Голосят глаза коньи:
                                 «Хозяин, ги-ибель,

Пропадаю, Алексеич!».

 

А хозяин его
                    по-цыгански на улку вывел

И по-ворованному
                                зашептал в глаза:

«Ничего…
                     Ничего, обойдется, рыжий.

Ишь, каки снега, дорога-то, а!».

 

Опускалась у хозяина ниже и ниже

И на морозе седела голова. (Какая точность и какой психологизм!)

«Ничего, обойдётся…
                                 Сено-то близко…».

………………………

А топор нашаривал
                              в поленьях, чисто

Как середь ночи ищут крест.

И после слов о кресте (на месте ли?) – трагическая развязка, чтобы прервать напряжённейший диалог глазами и мысленное последнее целование:

Да по прекрасным глазам
                                            по карим,

С размаху – тем топором…

И когда по целованной
                                 белой звезде ударил,

Встал на колени конь
                             и не поднимался потом.

Вместо черных вороньих пятен – «Пошли по снегу розы крупные, мятые, / Напитался ими снег докрасна». Но трагедия коня – «мужичьего сердца» ещё не завершена, как не завершена была трагедия России. Смерть одного – это и смерть продолжения, поколения, рода. Об этих нерожденных потомках следующие строчки:

И где-то далеко заржали жеребята,

Обрадовалась, заулыбалась весна.

Финал – светлый, холодный, ледяной катарсис – светлое небесное пространство, отраженное в глазах хозяина, куда улетел звук бубенца как овеществленное последнее дыхание коня.
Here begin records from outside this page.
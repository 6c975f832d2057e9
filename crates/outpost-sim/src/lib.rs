//! Outpost Sim -- the authoritative world and its gameplay systems.
//!
//! This crate defines the closed component set of the tile-grid world, the
//! [`World`](world::World) that stores it (one sparse-set column per type,
//! exhaustive dispatch -- no run-time type discovery), and the three
//! simulation systems run each tick in priority order:
//!
//! 1. [`MovementSystem`](movement::MovementSystem) (priority 10) -- grid-locked
//!    movement state machine.
//! 2. [`PowerSystem`](power::PowerSystem) (priority 20) -- aggregate
//!    supply/demand/battery bookkeeping.
//! 3. [`AtmosphereSystem`](atmos::AtmosphereSystem) (priority 30) -- per-entity
//!    gas-mixture bookkeeping. Inter-tile gas flow is deliberately absent.
//!
//! # Quick Start
//!
//! ```
//! use outpost_sim::prelude::*;
//!
//! let mut world = World::new();
//! let e = world.spawn();
//! world.transforms.insert(e, Transform::at_tile(5, 5));
//! world.physics.insert(e, Physics::walker(4.0));
//!
//! let mut scheduler = Scheduler::new();
//! scheduler.register(Box::new(MovementSystem::new()));
//! scheduler.register(Box::new(PowerSystem::new()));
//! scheduler.register(Box::new(AtmosphereSystem::new()));
//! scheduler.initialize_all(&mut world);
//! scheduler.run_tick(&mut world, 1.0 / 30.0).unwrap();
//! ```

#![deny(unsafe_code)]

pub mod atmos;
pub mod components;
pub mod constants;
pub mod movement;
pub mod power;
pub mod world;

pub use outpost_ecs;

// ---------------------------------------------------------------------------
// Error types
// ---------------------------------------------------------------------------

/// Errors produced by world operations.
#[derive(Debug, thiserror::Error)]
pub enum SimError {
    /// The entity does not exist (stale generation or already despawned).
    #[error("entity {entity} does not exist (stale or already despawned)")]
    StaleEntity {
        entity: outpost_ecs::entity::Entity,
    },
}

// ---------------------------------------------------------------------------
// Prelude
// ---------------------------------------------------------------------------

/// Convenience re-exports for common usage.
pub mod prelude {
    pub use crate::atmos::{is_breathable, AtmosphereSystem};
    pub use crate::components::{
        Battery, Gas, GasMixture, Health, InputState, MoveTarget, Physics, PowerChannel,
        PowerConsumer, PowerProducer, Sprite, Transform, Vec2,
    };
    pub use crate::constants::*;
    pub use crate::movement::MovementSystem;
    pub use crate::power::PowerSystem;
    pub use crate::world::World;
    pub use crate::SimError;
    pub use outpost_ecs::prelude::*;
}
И в завершающей строке поэт ставит не точку, а многоточие, соединяя крестьянскую трагедию с народным эпосом.

А хозяин с головою белой

Светлел глазами, светлел,

И небо над ним тоже светлело,

А бубенец зазвякал
                                 да заледенел…

Комментарии

Комментарий #30946 23.04.2022 в 13:41

Это - настоящая работа мастера, спасибо! А.Побаченко

Комментарий #30894 19.04.2022 в 20:37

Умное, глубокое исследование! Достойное поэзии Павла Васильева.